Unlike most agaves, the spineless leaves make this a genuinely pedestrian-safe plant for poolside or walkway plantings.

Propagation

Bulbils are the defining propagation route for A. vilmoriniana and the reason it is prolifically distributed in the ornamental trade. A single flowering rosette produces hundreds of aerial plantlets along the scape after the flowers drop, many with pre-formed aerial roots. Detach once the bulbil reaches 3 cm to 5 cm, press the base into mineral substrate, and keep barely moist. Rooting is typically complete in 4 to 8 weeks.

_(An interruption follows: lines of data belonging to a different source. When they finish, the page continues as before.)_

//! 巡线控制器的属性测试
//!
//! 使用 proptest 在任意传感器序列上验证控制不变量。

use picar_control::line_follow::slew_limit;
use picar_control::{LineFollower, RobotConfig};
use picar_hal::sim::{ManualClock, SimEvent, SimHardware};
use picar_hal::{DriveDirection, SensorTriplet};
use proptest::prelude::*;

type Follower = LineFollower<SimHardware, SimHardware, ManualClock>;

fn follower(
    config: &RobotConfig,
    direction: DriveDirection,
    script: &[SensorTriplet],
) -> (Follower, SimHardware) {
    let pins = config.hardware.line_pins;
    let hw = SimHardware::new([pins.left, pins.middle, pins.right]);
    hw.push_triplets(script.iter().copied());
    let clock = hw.manual_clock();
    (
        LineFollower::new(hw.clone(), hw.clone(), clock, config, direction),
        hw,
    )
}

fn triplet() -> impl Strategy<Value = SensorTriplet> {
    (0u8..2, 0u8..2, 0u8..2).prop_map(|(l, m, r)| SensorTriplet::from_bits(l, m, r))
}

fn direction() -> impl Strategy<Value = DriveDirection> {
    prop_oneof![Just(DriveDirection::Forward), Just(DriveDirection::Backward)]
}

proptest! {
    /// 任意误差下转向输出都在 [right_max, left_max] 内
    #[test]
    fn steering_always_within_limits(
        script in prop::collection::vec(triplet(), 1..60),
        kp in 0.0..10_000.0f64,
        dir in direction(),
    ) {
        let mut config = RobotConfig::default();
        config.line.kp = kp;
        let (right, left) = (config.steering.right_max_deg, config.steering.left_max_deg);
        let (mut lf, hw) = follower(&config, dir, &script);

        for _ in 0..script.len() {
            lf.tick().unwrap();
            let steer = lf.state().current_steer_deg;
            prop_assert!((right..=left).contains(&steer), "steer {} out of range", steer);
        }
        for event in hw.commands() {
            if let SimEvent::Servo { channel: 0, degrees } = event {
                prop_assert!((right..=left).contains(&degrees));
            }
        }
    }

    /// 斜率限制：任意原始速度序列下，相邻输出之差不超过 slew
    #[test]
    fn slew_limit_bounds_every_step(
        raw in prop::collection::vec(-2.0..2.0f64, 1..100),
        slew in 0.001..0.5f64,
    ) {
        let mut prev = 0.0;
        for r in raw {
            let next = slew_limit(prev, r, slew);
            prop_assert!((next - prev).abs() <= slew + 1e-12);
            prop_assert!((0.0..=1.0).contains(&next));
            prev = next;
        }
    }

    /// 控制器中每个 tick 的速度变化受 slew 限制（不含停车 tick）
    #[test]
    fn controller_speed_is_slew_limited(
        script in prop::collection::vec(
            triplet().prop_filter("no stop patterns", |t| !t.is_cross() && !t.is_lost()),
            1..60,
        ),
        dir in direction(),
    ) {
        let config = RobotConfig::default();
        let (mut lf, _hw) = follower(&config, dir, &script);
        let mut prev = lf.state().prev_pwm;
        for _ in 0..script.len() {
            lf.tick().unwrap();
            let speed = lf.state().prev_pwm;
            prop_assert!((speed - prev).abs() <= config.line.pwm_slew + 1e-12);
            prev = speed;
        }
    }

    /// (1,1,1) 的 tick 中，停车命令先于任何转向 / 驱动命令
    #[test]
    fn cross_stops_first(
        script in prop::collection::vec(triplet(), 1..40),
        dir in direction(),
    ) {
        let config = RobotConfig::default();
        let (mut lf, hw) = follower(&config, dir, &script);
        for t in &script {
            hw.clear_events();
            lf.tick().unwrap();
            if t.is_cross() {
                let cmds = hw.commands();
                prop_assert_eq!(cmds.first(), Some(&SimEvent::StopAll));
            }
        }
    }

    /// 丢线计数：(0,0,0) 严格递增，其他读数清零
    #[test]
    fn lost_count_tracks_consecutive_loss(
        script in prop::collection::vec(triplet(), 1..60),
        dir in direction(),
    ) {
        let config = RobotConfig::default();
        let (mut lf, _hw) = follower(&config, dir, &script);
        let mut prev = 0;
        for t in &script {
            lf.tick().unwrap();
            let lost = lf.state().lost_count;
            if t.is_lost() {
                prop_assert_eq!(lost, prev + 1);
            } else {
                prop_assert_eq!(lost, 0);
            }
            prev = lost;
        }
    }
}
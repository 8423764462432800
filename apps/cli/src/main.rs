//! # PiCar CLI
//!
//! 每个阶段都是一个独立的子命令，也可以由 `scenario` 串成一次完整递送。
//!
//! ```bash
//! # 倒车巡线直到终点标记
//! picar-cli line-follow --direction backward
//!
//! # 使用 Mk2 预设执行左转
//! picar-cli --variant mk2 turn left
//!
//! # 查看递送场景的阶段计划
//! picar-cli scenario --with-pick --dry-run
//! ```
//!
//! Ctrl+C / SIGTERM 会让当前阶段停车、回到安全姿态后以退出码 130 结束；
//! 再次收到信号则立即退出。

use std::path::PathBuf;
use std::process::ExitCode;

use anyhow::{Context, Result};
use clap::{Parser, Subcommand};
use picar_control::StopFlag;
use tracing::debug;

mod bench;
mod commands;
mod settings;

use commands::{
    Completion, ConfigCommand, DriveCommand, LineFollowCommand, PlaceCommand, RunContext,
    ScenarioCommand, TurnCommand, VariantArg,
};

/// PiCar CLI - 巡线 / 抓取小车命令行工具
#[derive(Parser, Debug)]
#[command(name = "picar-cli")]
#[command(about = "Line-following and pick-and-place robot car", long_about = None)]
#[command(version)]
struct Cli {
    /// 配置文件路径（覆盖 $PICAR_CONFIG 和用户配置目录）
    #[arg(short, long, global = true)]
    config: Option<PathBuf>,

    /// 没有配置文件时使用的机器人预设
    #[arg(long, value_enum, global = true)]
    variant: Option<VariantArg>,

    #[command(subcommand)]
    command: Commands,
}

#[derive(Subcommand, Debug)]
enum Commands {
    /// 巡线行驶
    LineFollow {
        #[command(flatten)]
        args: LineFollowCommand,
    },

    /// 执行预设转弯
    Turn {
        #[command(flatten)]
        args: TurnCommand,
    },

    /// 定时直行
    Drive {
        #[command(flatten)]
        args: DriveCommand,
    },

    /// 搜索并抓取目标
    Pick,

    /// 把夹爪中的物体放入箱子
    Place {
        #[command(flatten)]
        args: PlaceCommand,
    },

    /// 机械臂回到初始姿态
    ResetArm,

    /// 运行递送场景
    Scenario {
        #[command(flatten)]
        args: ScenarioCommand,
    },

    /// 配置管理
    #[command(subcommand)]
    Config(ConfigCommand),
}

fn main() -> ExitCode {
    // 初始化日志
    tracing_subscriber::fmt()
        .with_env_filter(
            tracing_subscriber::EnvFilter::try_from_default_env()
                .unwrap_or_else(|_| "picar_cli=info,picar_control=info,picar_scenario=info".into()),
        )
        .with_writer(std::io::stderr)
        .init();

    let cli = Cli::parse();

    match run(cli) {
        Ok(completion) => ExitCode::from(completion.exit_code()),
        Err(e) => {
            eprintln!("❌ {:#}", e);
            ExitCode::FAILURE
        },
    }
}

fn run(cli: Cli) -> Result<Completion> {
    let (config, source) = settings::load(cli.config, cli.variant.map(Into::into))?;
    debug!("Config source: {}", source);

    let stop = StopFlag::new();
    install_stop_handler(&stop)?;

    let ctx = RunContext {
        config,
        source,
        stop,
    };

    match cli.command {
        Commands::LineFollow { args } => args.execute(&ctx),
        Commands::Turn { args } => args.execute(&ctx),
        Commands::Drive { args } => args.execute(&ctx),
        Commands::Pick => commands::arm::pick(&ctx),
        Commands::Place { args } => args.execute(&ctx),
        Commands::ResetArm => commands::arm::reset_arm(&ctx),
        Commands::Scenario { args } => args.execute(&ctx),
        Commands::Config(cmd) => cmd.execute(&ctx),
    }
}

/// Ctrl+C / SIGTERM：第一次请求停止，第二次立即退出
fn install_stop_handler(stop: &StopFlag) -> Result<()> {
    let stop = stop.clone();
    ctrlc::set_handler(move || {
        if stop.is_raised() {
            eprintln!("\nReceived second interrupt, exiting now");
            std::process::exit(130);
        }
        eprintln!("\nReceived interrupt signal, stopping...");
        stop.raise();
    })
    .context("Failed to set signal handler")
}

#[cfg(test)]
mod tests {
    use super::*;
    use clap::CommandFactory;

    #[test]
    fn test_cli_definition() {
        Cli::command().debug_assert();
    }

    #[test]
    fn test_global_args_after_subcommand() {
        let cli = Cli::try_parse_from(["picar-cli", "turn", "left", "--variant", "mk2"]).unwrap();
        assert_eq!(cli.variant, Some(VariantArg::Mk2));
        assert!(matches!(cli.command, Commands::Turn { .. }));
    }

    #[test]
    fn test_line_follow_requires_direction() {
        assert!(Cli::try_parse_from(["picar-cli", "line-follow"]).is_err());
        let cli = Cli::try_parse_from([
            "picar-cli",
            "line-follow",
            "--direction",
            "backward",
            "--duration",
            "1.5",
        ])
        .unwrap();
        match cli.command {
            Commands::LineFollow { args } => assert_eq!(args.duration, Some(1.5)),
            other => panic!("unexpected command: {:?}", other),
        }
    }
}
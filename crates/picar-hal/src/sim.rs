//! 模拟硬件后端
//!
//! [`SimHardware`] 同时实现 [`Actuators`]、[`LineSensor`]、[`Camera`]、[`Detector`]，
//! 所有命令按顺序记录到共享事件日志中；传感器读数和检测结果由脚本回放。
//! [`ManualClock`] 是虚拟时钟，`sleep` 立即推进虚拟时间并记录为 [`SimEvent::Dwell`]，
//! 便于断言"命令-等待"的交错顺序。
//!
//! `SimHardware` 的克隆共享同一份内部状态（`Arc`），测试中可以把一份交给控制器，
//! 另一份留作观察。

use std::collections::{BTreeMap, VecDeque};
use std::sync::Arc;
use std::time::Duration;

use parking_lot::Mutex;
use tracing::debug;

use crate::clock::Clock;
use crate::error::HalError;
use crate::traits::{Actuators, Camera, Detector, LineSensor};
use crate::types::{DetectionBox, Frame, SensorTriplet};

/// 事件日志最大长度（超出后丢弃最旧的事件）
const MAX_LOG_LEN: usize = 100_000;

/// 模拟后端记录的事件
#[derive(Debug, Clone, PartialEq)]
pub enum SimEvent {
    Servo { channel: u8, degrees: f64 },
    Motor { channel: u8, value: f64 },
    StopAll,
    Dwell(Duration),
}

impl SimEvent {
    /// 是否为执行器命令（非等待）
    pub fn is_command(&self) -> bool {
        !matches!(self, SimEvent::Dwell(_))
    }
}

type EventLog = Arc<Mutex<VecDeque<SimEvent>>>;

fn push_event(log: &EventLog, event: SimEvent) {
    let mut log = log.lock();
    if log.len() >= MAX_LOG_LEN {
        log.pop_front();
    }
    log.push_back(event);
}

#[derive(Debug)]
struct SimState {
    servo_angles: BTreeMap<u8, f64>,
    motor_throttles: BTreeMap<u8, f64>,

    sensor_script: VecDeque<SensorTriplet>,
    current_triplet: Option<SensorTriplet>,
    /// 当前三元组已被读取过的引脚
    pins_read: Vec<u8>,
    /// 按引脚顺序映射到 (L, M, R)
    pin_map: [u8; 3],
    triplets_served: u64,

    detection_script: VecDeque<Vec<DetectionBox>>,
    last_detections: Vec<DetectionBox>,
    detect_calls: u64,

    frame_size: (u32, u32),
    frame_sequence: u64,

    fail_actuator_writes: u32,
    fail_frames: u32,
}

/// 可脚本化的模拟机器人
#[derive(Debug, Clone)]
pub struct SimHardware {
    state: Arc<Mutex<SimState>>,
    log: EventLog,
}

impl SimHardware {
    /// 创建模拟硬件
    ///
    /// `pins` 为巡线传感器引脚 (L, M, R)，用于把 `read_digital(pin)` 映射到脚本中的位。
    pub fn new(pins: [u8; 3]) -> Self {
        Self {
            state: Arc::new(Mutex::new(SimState {
                servo_angles: BTreeMap::new(),
                motor_throttles: BTreeMap::new(),
                sensor_script: VecDeque::new(),
                current_triplet: None,
                pins_read: Vec::with_capacity(3),
                pin_map: pins,
                triplets_served: 0,
                detection_script: VecDeque::new(),
                last_detections: Vec::new(),
                detect_calls: 0,
                frame_size: (640, 480),
                frame_sequence: 0,
                fail_actuator_writes: 0,
                fail_frames: 0,
            })),
            log: Arc::new(Mutex::new(VecDeque::new())),
        }
    }

    /// 设置相机帧尺寸
    pub fn with_frame_size(self, width: u32, height: u32) -> Self {
        self.state.lock().frame_size = (width, height);
        self
    }

    /// 创建共享同一事件日志的虚拟时钟
    pub fn manual_clock(&self) -> ManualClock {
        ManualClock {
            now: Arc::new(Mutex::new(Duration::ZERO)),
            log: Some(self.log.clone()),
        }
    }

    /// 追加巡线传感器脚本
    ///
    /// 脚本耗尽后一直重复最后一个读数。
    pub fn push_triplets<I>(&self, triplets: I)
    where
        I: IntoIterator<Item = SensorTriplet>,
    {
        self.state.lock().sensor_script.extend(triplets);
    }

    /// 追加检测脚本（每次 `detect` 消费一项）
    ///
    /// 脚本耗尽后一直重复最后一项。
    pub fn push_detections<I>(&self, frames: I)
    where
        I: IntoIterator<Item = Vec<DetectionBox>>,
    {
        self.state.lock().detection_script.extend(frames);
    }

    /// 让接下来 `n` 次执行器写入失败
    pub fn fail_next_actuator_writes(&self, n: u32) {
        self.state.lock().fail_actuator_writes = n;
    }

    /// 让接下来 `n` 次取帧失败
    pub fn fail_next_frames(&self, n: u32) {
        self.state.lock().fail_frames = n;
    }

    /// 事件日志快照
    pub fn events(&self) -> Vec<SimEvent> {
        self.log.lock().iter().cloned().collect()
    }

    /// 仅执行器命令（去掉等待）
    pub fn commands(&self) -> Vec<SimEvent> {
        self.log
            .lock()
            .iter()
            .filter(|e| e.is_command())
            .cloned()
            .collect()
    }

    pub fn clear_events(&self) {
        self.log.lock().clear();
    }

    /// 某舵机通道最后一次设定的角度
    pub fn servo_angle(&self, channel: u8) -> Option<f64> {
        self.state.lock().servo_angles.get(&channel).copied()
    }

    /// 某电机通道当前油门
    pub fn motor_throttle(&self, channel: u8) -> f64 {
        self.state.lock().motor_throttles.get(&channel).copied().unwrap_or(0.0)
    }

    /// 已提供的传感器三元组数量
    pub fn triplets_served(&self) -> u64 {
        self.state.lock().triplets_served
    }

    /// `detect` 被调用的次数
    pub fn detect_calls(&self) -> u64 {
        self.state.lock().detect_calls
    }

    fn check_write(&self, channel: u8) -> Result<(), HalError> {
        let mut state = self.state.lock();
        if state.fail_actuator_writes > 0 {
            state.fail_actuator_writes -= 1;
            return Err(HalError::Actuator {
                channel,
                reason: "injected failure".to_string(),
            });
        }
        Ok(())
    }
}

impl Actuators for SimHardware {
    fn set_servo_angle(&mut self, channel: u8, degrees: f64) -> Result<(), HalError> {
        self.check_write(channel)?;
        debug!(channel, degrees, "sim servo");
        self.state.lock().servo_angles.insert(channel, degrees);
        push_event(&self.log, SimEvent::Servo { channel, degrees });
        Ok(())
    }

    fn set_motor_throttle(&mut self, channel: u8, value: f64) -> Result<(), HalError> {
        if !(-1.0..=1.0).contains(&value) {
            return Err(HalError::InvalidThrottle(value));
        }
        self.check_write(channel)?;
        debug!(channel, value, "sim motor");
        self.state.lock().motor_throttles.insert(channel, value);
        push_event(&self.log, SimEvent::Motor { channel, value });
        Ok(())
    }

    fn stop_all(&mut self) -> Result<(), HalError> {
        debug!("sim stop_all");
        for throttle in self.state.lock().motor_throttles.values_mut() {
            *throttle = 0.0;
        }
        push_event(&self.log, SimEvent::StopAll);
        Ok(())
    }
}

impl LineSensor for SimHardware {
    fn read_digital(&mut self, pin: u8) -> Result<bool, HalError> {
        let mut state = self.state.lock();
        let Some(index) = state.pin_map.iter().position(|&p| p == pin) else {
            return Err(HalError::Sensor {
                pin,
                reason: "pin not wired in simulation".to_string(),
            });
        };

        // 同一引脚被再次读取 => 进入下一个 tick 的读数
        if state.current_triplet.is_none() || state.pins_read.contains(&pin) {
            let next = state
                .sensor_script
                .pop_front()
                .or(state.current_triplet)
                .unwrap_or_default();
            state.current_triplet = Some(next);
            state.pins_read.clear();
            state.triplets_served += 1;
        }
        state.pins_read.push(pin);

        let triplet = state.current_triplet.unwrap_or_default();
        Ok(match index {
            0 => triplet.left,
            1 => triplet.middle,
            _ => triplet.right,
        })
    }
}

impl Camera for SimHardware {
    fn get_frame(&mut self) -> Result<Frame, HalError> {
        let mut state = self.state.lock();
        if state.fail_frames > 0 {
            state.fail_frames -= 1;
            return Err(HalError::Camera("injected capture failure".to_string()));
        }
        state.frame_sequence += 1;
        let (width, height) = state.frame_size;
        Ok(Frame::blank(width, height, state.frame_sequence))
    }
}

impl Detector for SimHardware {
    fn detect(&mut self, _frame: &Frame) -> Result<Vec<DetectionBox>, HalError> {
        let mut state = self.state.lock();
        state.detect_calls += 1;
        if let Some(next) = state.detection_script.pop_front() {
            state.last_detections = next;
        }
        Ok(state.last_detections.clone())
    }
}

/// 虚拟时钟
///
/// `sleep` 不阻塞，只推进虚拟时间。
#[derive(Debug, Clone)]
pub struct ManualClock {
    now: Arc<Mutex<Duration>>,
    log: Option<EventLog>,
}

impl ManualClock {
    /// 独立的虚拟时钟（不记录等待事件）
    pub fn new() -> Self {
        Self {
            now: Arc::new(Mutex::new(Duration::ZERO)),
            log: None,
        }
    }

    /// 手动推进时间（不记录事件）
    pub fn advance(&self, duration: Duration) {
        *self.now.lock() += duration;
    }
}

impl Default for ManualClock {
    fn default() -> Self {
        Self::new()
    }
}

impl Clock for ManualClock {
    fn now(&self) -> Duration {
        *self.now.lock()
    }

    fn sleep(&self, duration: Duration) {
        if duration.is_zero() {
            return;
        }
        *self.now.lock() += duration;
        if let Some(log) = &self.log {
            push_event(log, SimEvent::Dwell(duration));
        }
    }
}

#[cfg(test)]
mod tests {
    use super::*;
    use crate::traits::read_triplet;
    use crate::types::SensorPins;

    const PINS: SensorPins = SensorPins {
        left: 19,
        middle: 16,
        right: 20,
    };

    fn sim() -> SimHardware {
        SimHardware::new([PINS.left, PINS.middle, PINS.right])
    }

    #[test]
    fn test_sensor_script_replays_and_repeats_last() {
        let mut hw = sim();
        hw.push_triplets([
            SensorTriplet::from_bits(0, 1, 0),
            SensorTriplet::from_bits(1, 1, 1),
        ]);

        assert_eq!(
            read_triplet(&mut hw, &PINS).unwrap(),
            SensorTriplet::from_bits(0, 1, 0)
        );
        assert_eq!(
            read_triplet(&mut hw, &PINS).unwrap(),
            SensorTriplet::from_bits(1, 1, 1)
        );
        // 脚本耗尽：重复最后一个
        assert_eq!(
            read_triplet(&mut hw, &PINS).unwrap(),
            SensorTriplet::from_bits(1, 1, 1)
        );
        assert_eq!(hw.triplets_served(), 3);
    }

    #[test]
    fn test_unknown_pin_is_error() {
        let mut hw = sim();
        assert!(matches!(
            hw.read_digital(5),
            Err(HalError::Sensor { pin: 5, .. })
        ));
    }

    #[test]
    fn test_commands_are_logged_in_order() {
        let mut hw = sim();
        let observer = hw.clone();
        let clock = hw.manual_clock();

        hw.set_servo_angle(4, 120.0).unwrap();
        clock.sleep(Duration::from_millis(300));
        hw.set_motor_throttle(14, -0.2).unwrap();
        hw.stop_all().unwrap();

        assert_eq!(
            observer.events(),
            vec![
                SimEvent::Servo {
                    channel: 4,
                    degrees: 120.0
                },
                SimEvent::Dwell(Duration::from_millis(300)),
                SimEvent::Motor {
                    channel: 14,
                    value: -0.2
                },
                SimEvent::StopAll,
            ]
        );
        assert_eq!(observer.commands().len(), 3);
        assert_eq!(observer.motor_throttle(14), 0.0);
        assert_eq!(observer.servo_angle(4), Some(120.0));
        assert_eq!(clock.now(), Duration::from_millis(300));
    }

    #[test]
    fn test_invalid_throttle_rejected() {
        let mut hw = sim();
        assert_eq!(
            hw.set_motor_throttle(0, 1.5),
            Err(HalError::InvalidThrottle(1.5))
        );
        assert!(hw.events().is_empty());
    }

    #[test]
    fn test_injected_failures() {
        let mut hw = sim();
        hw.fail_next_actuator_writes(1);
        assert!(hw.set_servo_angle(1, 90.0).is_err());
        assert!(hw.set_servo_angle(1, 90.0).is_ok());

        hw.fail_next_frames(1);
        assert!(hw.get_frame().is_err());
        let frame = hw.get_frame().unwrap();
        assert_eq!((frame.width, frame.height), (640, 480));
    }

    #[test]
    fn test_detection_script_repeats_last() {
        let mut hw = sim();
        let b = DetectionBox::new(300, 200, 340, 300, 0, 0.8);
        hw.push_detections([vec![b], vec![]]);
        let frame = hw.get_frame().unwrap();

        assert_eq!(hw.detect(&frame).unwrap(), vec![b]);
        assert!(hw.detect(&frame).unwrap().is_empty());
        assert!(hw.detect(&frame).unwrap().is_empty());
        assert_eq!(hw.detect_calls(), 3);
    }
}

Offset production at the base is rare and unreliable, so bulbils are effectively the only clonal route. Seed germinates readily if you can find two compatible plants flowering simultaneously, but this is unusual outside dedicated collections.

Notes

The species has a long history of use in traditional Mexican crafts. The leaves are rich in saponins, and sections of leaf were historically used as soap, the natural lather being produced when the crushed tissue contacts water. This property is reflected in the species's alternate Spanish name amole.

Taxonomic confusion is most common with A. attenuata, another spineless large agave. A. vilmoriniana has narrower, distinctly arching leaves and a cliff-dwelling habit; A. attenuata has broader leaves and develops an upright aerial trunk. Mature plants are easily distinguished; young seedlings less so.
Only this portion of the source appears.